**RECORD EXTRACTS:**
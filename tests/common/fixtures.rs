use flightmodel::{
    components::{Aircraft, AircraftConfig},
    resources::EnvironmentConfig,
};
use nalgebra::Vector3;

/// Cruise speed used for in-flight fixtures [m/s]
pub const CRUISE_SPEED: f64 = 100.0;

/// Altitude used for in-flight fixtures [m]
pub const CRUISE_ALTITUDE: f64 = 1000.0;

pub fn trainer_config() -> AircraftConfig {
    AircraftConfig::default()
}

/// The trainer at rest at the origin, sea-level air and gravity.
pub fn trainer_at_rest() -> Aircraft {
    trainer_config().build().expect("trainer config is valid")
}

/// The trainer flying level along the world forward axis.
pub fn trainer_in_flight() -> Aircraft {
    let mut aircraft = trainer_at_rest();
    aircraft.rigid_body.position = Vector3::new(0.0, CRUISE_ALTITUDE, 0.0);
    aircraft.rigid_body.velocity = Vector3::new(CRUISE_SPEED, 0.0, 0.0);
    aircraft
}

/// Same as [`trainer_in_flight`] without gravity.
pub fn weightless_trainer_in_flight() -> Aircraft {
    trainer_in_flight().with_environment(EnvironmentConfig::weightless())
}

pub const TRAINER_YAML: &str = r#"
name: YamlTrainer
mass: { mass: 10000.0, ixx: 48531.0, iyy: 256608.0, izz: 211333.0, ixy: -1320.0 }
engine: { thrust: 50000.0, throttle: 0.25 }
limits: { aileron: 20.0 }
surfaces:
  - { role: Wing, position: [-1.0, 0.0, -2.7], span: 6.96, chord: 2.5, airfoil: Naca2412 }
  - { role: LeftAileron, position: [-2.5, 0.0, -2.0], span: 3.8, chord: 1.26, airfoil: Naca0012 }
  - { role: RightAileron, position: [-2.5, 0.0, 2.0], span: 3.8, chord: 1.26, airfoil: Naca0012 }
  - { role: Wing, position: [-1.0, 0.0, 2.7], span: 6.96, chord: 2.5, airfoil: Naca2412 }
  - { role: Elevator, position: [-6.6, -0.1, 0.0], span: 6.54, chord: 2.7, airfoil: Naca0012 }
  - role: Rudder
    position: [-6.6, 0.0, 0.0]
    span: 5.31
    chord: 3.1
    airfoil: Naca0012
    normal: [0.0, 0.0, 1.0]
    lookup: Linear
"#;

**TASK STATEMENT:** Write out exactly the lines from the line holding "- role: Rudder" through the last line of the data, and nothing besides those lines.

**EXERCISE RESPONSE:**
  - role: Rudder
    position: [-6.6, 0.0, 0.0]
    span: 5.31
    chord: 3.1
    airfoil: Naca0012
    normal: [0.0, 0.0, 1.0]
    lookup: Linear
"#;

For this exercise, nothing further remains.